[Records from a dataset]

::::::

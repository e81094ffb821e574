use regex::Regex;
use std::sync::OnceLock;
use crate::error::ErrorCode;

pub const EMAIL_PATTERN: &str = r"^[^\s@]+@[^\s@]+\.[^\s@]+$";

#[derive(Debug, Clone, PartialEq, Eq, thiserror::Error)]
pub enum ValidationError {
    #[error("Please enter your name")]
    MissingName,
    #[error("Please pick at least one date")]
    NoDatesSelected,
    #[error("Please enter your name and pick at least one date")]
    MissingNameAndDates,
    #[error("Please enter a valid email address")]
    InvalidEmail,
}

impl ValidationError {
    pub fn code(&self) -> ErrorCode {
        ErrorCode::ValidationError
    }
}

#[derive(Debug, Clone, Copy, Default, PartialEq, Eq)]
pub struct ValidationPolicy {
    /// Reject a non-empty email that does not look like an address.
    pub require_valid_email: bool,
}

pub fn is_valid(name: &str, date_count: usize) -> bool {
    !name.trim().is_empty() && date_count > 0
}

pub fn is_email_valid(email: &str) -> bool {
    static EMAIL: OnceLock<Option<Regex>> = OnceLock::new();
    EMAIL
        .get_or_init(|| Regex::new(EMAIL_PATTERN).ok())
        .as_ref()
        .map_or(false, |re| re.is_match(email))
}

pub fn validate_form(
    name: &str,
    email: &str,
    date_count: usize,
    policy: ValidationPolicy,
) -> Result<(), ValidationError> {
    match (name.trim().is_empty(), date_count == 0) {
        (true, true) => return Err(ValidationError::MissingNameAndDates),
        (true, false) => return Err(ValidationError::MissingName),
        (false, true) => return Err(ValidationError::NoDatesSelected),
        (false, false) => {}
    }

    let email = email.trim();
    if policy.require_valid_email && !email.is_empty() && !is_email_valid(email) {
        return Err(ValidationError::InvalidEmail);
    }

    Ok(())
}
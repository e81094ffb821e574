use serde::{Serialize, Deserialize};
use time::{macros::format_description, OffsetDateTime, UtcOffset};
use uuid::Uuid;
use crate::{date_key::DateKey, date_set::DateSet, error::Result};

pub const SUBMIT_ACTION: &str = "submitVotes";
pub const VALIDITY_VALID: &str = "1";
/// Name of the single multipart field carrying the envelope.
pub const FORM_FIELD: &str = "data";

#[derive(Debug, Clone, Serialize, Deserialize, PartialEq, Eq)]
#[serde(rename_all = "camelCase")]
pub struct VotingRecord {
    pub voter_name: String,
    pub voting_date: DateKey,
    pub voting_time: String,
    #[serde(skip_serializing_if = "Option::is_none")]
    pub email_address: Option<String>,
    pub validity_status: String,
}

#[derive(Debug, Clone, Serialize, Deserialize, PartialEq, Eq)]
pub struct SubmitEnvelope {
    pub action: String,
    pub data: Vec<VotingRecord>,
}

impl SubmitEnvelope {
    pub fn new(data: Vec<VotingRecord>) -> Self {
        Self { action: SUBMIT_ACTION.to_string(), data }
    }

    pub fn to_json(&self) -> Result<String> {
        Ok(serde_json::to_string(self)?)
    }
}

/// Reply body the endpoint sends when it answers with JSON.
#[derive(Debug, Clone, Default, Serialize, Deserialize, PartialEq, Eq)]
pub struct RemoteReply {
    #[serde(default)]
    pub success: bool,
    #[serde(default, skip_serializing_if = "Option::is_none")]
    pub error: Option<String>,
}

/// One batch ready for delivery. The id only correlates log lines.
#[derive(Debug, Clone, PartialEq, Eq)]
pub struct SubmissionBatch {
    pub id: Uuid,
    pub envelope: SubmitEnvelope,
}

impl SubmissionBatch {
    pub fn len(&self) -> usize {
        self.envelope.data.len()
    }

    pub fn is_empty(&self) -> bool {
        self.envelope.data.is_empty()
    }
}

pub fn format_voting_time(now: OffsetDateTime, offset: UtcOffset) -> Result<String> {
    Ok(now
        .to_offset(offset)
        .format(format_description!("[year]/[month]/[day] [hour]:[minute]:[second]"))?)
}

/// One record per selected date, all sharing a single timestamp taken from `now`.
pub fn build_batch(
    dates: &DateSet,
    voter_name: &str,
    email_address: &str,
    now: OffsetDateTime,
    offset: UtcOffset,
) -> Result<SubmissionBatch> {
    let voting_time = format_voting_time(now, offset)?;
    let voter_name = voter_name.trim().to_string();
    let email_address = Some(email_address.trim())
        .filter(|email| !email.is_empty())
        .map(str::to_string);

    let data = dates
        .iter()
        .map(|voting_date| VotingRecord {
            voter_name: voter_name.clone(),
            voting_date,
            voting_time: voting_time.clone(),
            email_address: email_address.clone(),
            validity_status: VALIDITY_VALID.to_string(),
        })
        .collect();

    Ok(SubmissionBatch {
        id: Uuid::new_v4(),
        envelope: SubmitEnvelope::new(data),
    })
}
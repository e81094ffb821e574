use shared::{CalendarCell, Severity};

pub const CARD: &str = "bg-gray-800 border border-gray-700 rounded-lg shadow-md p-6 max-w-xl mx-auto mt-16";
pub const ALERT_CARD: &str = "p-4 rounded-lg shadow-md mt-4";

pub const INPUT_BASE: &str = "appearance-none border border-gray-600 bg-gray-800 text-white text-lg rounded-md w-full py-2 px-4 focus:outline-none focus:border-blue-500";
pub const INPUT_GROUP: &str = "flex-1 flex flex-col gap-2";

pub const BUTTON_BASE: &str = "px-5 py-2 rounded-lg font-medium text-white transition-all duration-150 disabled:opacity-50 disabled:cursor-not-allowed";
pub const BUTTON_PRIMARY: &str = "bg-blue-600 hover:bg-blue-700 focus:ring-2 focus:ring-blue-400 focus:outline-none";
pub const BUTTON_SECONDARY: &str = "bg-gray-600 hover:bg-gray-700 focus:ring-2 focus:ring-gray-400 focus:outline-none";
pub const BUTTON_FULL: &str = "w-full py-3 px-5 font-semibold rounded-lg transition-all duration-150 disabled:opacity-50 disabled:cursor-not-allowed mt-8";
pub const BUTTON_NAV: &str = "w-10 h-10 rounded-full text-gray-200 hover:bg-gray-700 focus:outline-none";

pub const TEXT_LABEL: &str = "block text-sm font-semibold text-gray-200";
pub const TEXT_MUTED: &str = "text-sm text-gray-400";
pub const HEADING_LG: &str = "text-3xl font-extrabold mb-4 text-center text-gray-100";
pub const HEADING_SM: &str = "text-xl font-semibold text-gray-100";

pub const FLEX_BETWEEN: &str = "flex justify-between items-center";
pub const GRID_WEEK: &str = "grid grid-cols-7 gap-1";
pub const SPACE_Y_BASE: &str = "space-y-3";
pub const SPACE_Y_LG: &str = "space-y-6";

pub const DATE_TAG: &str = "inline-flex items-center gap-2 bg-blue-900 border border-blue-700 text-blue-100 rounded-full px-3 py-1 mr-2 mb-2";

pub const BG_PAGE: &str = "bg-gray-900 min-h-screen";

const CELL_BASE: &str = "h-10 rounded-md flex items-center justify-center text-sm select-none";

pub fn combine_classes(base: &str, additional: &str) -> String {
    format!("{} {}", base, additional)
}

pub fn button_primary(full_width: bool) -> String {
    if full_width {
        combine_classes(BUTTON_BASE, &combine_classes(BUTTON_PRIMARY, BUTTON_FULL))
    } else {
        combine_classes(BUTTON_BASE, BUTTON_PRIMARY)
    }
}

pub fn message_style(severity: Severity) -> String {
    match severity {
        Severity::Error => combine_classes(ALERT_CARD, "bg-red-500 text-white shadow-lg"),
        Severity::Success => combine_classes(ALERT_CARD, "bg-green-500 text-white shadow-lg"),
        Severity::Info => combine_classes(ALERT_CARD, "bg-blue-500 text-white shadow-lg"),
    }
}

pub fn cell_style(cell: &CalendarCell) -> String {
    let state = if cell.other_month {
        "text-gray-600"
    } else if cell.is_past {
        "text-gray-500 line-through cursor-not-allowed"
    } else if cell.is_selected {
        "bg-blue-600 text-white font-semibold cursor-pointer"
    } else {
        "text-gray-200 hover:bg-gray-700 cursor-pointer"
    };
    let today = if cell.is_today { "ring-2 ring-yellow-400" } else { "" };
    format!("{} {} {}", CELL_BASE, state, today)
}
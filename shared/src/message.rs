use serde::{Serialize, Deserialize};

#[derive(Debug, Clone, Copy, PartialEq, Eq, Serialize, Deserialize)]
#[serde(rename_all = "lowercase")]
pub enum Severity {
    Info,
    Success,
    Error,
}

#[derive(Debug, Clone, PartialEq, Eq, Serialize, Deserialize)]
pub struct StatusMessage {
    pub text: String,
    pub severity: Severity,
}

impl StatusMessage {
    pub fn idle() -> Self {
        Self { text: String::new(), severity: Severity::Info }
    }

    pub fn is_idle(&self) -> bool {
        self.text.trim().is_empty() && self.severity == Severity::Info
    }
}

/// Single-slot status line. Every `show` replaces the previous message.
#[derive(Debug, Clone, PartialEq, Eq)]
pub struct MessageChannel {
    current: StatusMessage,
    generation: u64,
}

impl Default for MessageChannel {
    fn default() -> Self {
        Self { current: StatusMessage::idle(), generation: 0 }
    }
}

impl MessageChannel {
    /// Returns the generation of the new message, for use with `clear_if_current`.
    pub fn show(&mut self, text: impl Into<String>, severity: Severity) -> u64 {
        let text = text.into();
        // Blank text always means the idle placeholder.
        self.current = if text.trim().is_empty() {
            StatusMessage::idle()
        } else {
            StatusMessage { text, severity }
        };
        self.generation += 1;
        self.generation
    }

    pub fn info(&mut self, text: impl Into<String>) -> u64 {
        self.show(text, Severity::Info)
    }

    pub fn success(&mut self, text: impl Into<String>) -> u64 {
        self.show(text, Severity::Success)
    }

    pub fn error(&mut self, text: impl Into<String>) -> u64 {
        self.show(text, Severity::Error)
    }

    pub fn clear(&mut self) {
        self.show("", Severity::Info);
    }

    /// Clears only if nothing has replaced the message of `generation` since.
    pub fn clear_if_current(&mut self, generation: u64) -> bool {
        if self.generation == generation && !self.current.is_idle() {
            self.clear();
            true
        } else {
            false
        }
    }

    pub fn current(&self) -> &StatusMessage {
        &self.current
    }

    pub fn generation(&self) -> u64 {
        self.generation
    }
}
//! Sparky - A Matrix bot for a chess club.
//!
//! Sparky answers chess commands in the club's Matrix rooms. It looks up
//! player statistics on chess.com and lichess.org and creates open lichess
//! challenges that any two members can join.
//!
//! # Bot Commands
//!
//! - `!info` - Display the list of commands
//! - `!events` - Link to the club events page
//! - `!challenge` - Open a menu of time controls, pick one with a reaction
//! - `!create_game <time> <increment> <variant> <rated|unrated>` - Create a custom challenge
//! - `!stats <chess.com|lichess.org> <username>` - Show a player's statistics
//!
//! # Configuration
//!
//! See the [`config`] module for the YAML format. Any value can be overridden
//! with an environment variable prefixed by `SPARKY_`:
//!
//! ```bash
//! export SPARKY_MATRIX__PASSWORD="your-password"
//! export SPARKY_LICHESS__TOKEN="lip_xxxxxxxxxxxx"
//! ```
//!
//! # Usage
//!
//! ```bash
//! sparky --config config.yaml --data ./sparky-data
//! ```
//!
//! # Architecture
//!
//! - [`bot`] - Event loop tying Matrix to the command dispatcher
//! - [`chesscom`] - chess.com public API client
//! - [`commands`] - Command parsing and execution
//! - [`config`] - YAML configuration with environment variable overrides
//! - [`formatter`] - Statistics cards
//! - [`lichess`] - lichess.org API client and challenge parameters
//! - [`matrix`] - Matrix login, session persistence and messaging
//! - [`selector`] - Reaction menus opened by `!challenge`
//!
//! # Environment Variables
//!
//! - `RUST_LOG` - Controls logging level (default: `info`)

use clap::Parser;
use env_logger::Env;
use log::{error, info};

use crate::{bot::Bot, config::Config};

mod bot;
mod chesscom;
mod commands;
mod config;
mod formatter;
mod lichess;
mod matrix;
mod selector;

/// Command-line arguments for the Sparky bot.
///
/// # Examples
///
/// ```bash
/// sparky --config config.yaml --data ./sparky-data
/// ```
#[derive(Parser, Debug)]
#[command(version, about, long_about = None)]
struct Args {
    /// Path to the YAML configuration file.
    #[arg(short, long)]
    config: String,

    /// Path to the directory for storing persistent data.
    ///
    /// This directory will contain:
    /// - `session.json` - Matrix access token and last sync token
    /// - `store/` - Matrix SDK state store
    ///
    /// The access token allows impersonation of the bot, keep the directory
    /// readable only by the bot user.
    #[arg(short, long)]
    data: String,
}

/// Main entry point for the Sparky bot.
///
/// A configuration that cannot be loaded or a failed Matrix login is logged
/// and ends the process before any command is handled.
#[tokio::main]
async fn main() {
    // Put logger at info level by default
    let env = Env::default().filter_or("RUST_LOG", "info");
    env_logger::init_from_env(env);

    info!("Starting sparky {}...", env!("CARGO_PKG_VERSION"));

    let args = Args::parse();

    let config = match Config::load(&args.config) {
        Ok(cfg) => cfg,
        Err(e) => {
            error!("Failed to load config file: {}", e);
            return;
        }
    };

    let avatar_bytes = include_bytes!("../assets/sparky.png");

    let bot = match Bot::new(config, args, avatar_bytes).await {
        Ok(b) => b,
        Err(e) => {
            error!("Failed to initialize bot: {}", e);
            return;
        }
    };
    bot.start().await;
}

::::::

What is needed.
Every line above that holds the string "selector" should be returned.

Written response.
//! - [`selector`] - Reaction menus opened by `!challenge`
mod selector;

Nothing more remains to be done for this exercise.